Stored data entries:
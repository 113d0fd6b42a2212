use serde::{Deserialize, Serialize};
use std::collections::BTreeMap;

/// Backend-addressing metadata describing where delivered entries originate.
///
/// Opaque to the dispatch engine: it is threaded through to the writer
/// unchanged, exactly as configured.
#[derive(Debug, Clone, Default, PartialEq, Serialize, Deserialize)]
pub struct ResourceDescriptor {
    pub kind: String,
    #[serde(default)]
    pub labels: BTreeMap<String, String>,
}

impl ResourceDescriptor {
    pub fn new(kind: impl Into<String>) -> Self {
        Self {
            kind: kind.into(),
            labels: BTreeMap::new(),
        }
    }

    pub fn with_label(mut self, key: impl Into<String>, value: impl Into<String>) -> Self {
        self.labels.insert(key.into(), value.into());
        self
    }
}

--

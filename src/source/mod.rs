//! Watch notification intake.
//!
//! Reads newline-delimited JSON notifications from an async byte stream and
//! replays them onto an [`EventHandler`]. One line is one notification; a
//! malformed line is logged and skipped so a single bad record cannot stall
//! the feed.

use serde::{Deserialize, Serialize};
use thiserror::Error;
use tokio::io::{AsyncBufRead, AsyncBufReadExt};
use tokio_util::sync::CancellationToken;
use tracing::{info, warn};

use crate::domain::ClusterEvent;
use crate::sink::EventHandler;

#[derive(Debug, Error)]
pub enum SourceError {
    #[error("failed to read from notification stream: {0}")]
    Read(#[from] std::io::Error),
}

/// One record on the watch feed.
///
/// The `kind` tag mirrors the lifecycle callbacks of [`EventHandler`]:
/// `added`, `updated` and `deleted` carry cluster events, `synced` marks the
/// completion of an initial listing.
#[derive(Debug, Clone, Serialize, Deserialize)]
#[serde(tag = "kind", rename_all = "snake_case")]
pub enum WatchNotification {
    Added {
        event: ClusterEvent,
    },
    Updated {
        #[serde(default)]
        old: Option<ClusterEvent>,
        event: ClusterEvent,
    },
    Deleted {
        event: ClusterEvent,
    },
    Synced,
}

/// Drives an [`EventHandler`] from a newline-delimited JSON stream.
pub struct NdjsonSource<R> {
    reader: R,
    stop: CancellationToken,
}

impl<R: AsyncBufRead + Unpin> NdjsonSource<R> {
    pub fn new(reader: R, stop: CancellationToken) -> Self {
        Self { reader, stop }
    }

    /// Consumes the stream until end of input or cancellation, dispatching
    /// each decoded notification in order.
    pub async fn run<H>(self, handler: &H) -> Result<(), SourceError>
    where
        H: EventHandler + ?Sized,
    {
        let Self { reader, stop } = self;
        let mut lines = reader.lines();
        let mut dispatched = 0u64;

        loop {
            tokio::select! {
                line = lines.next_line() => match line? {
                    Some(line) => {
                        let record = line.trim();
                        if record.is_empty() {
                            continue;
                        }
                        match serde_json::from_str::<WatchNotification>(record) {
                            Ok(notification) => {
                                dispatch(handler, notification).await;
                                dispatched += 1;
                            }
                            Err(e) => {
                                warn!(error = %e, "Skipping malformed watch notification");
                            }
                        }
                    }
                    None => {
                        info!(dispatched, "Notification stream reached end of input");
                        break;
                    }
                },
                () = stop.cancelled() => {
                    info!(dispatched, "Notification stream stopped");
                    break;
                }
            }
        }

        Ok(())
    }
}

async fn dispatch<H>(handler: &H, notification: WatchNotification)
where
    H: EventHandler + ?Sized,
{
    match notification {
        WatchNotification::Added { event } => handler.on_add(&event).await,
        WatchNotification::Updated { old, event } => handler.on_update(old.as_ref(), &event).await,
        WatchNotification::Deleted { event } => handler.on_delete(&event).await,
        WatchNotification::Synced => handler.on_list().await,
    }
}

--

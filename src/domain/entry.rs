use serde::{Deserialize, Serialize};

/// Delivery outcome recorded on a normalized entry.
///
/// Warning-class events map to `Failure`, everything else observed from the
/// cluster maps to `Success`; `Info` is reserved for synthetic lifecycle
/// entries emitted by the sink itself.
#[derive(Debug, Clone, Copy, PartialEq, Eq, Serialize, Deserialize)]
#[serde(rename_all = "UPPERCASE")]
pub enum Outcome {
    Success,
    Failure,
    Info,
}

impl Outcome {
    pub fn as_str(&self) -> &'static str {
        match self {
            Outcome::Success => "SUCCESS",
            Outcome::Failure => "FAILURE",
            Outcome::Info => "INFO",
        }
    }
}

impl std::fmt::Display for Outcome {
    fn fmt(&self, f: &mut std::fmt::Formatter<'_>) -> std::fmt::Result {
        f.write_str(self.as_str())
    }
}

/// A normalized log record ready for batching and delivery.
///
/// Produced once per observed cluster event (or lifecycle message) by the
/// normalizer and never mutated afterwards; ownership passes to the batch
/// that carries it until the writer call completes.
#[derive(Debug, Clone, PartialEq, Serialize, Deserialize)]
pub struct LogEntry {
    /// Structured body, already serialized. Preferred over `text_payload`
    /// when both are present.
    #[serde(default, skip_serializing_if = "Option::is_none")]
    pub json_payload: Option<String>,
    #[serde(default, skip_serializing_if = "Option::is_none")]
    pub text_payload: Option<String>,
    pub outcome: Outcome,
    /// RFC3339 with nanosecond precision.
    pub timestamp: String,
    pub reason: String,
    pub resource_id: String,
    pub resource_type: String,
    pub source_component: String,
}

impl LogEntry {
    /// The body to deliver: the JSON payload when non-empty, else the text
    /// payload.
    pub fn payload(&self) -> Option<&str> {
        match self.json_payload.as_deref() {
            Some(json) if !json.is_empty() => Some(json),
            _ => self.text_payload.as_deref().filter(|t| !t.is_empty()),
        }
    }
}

> **WORK TASK**: Answer with one number only: how many lines in the data contain the word "PartialEq"?

> **RESULT FOR THIS EXERCISE**: 3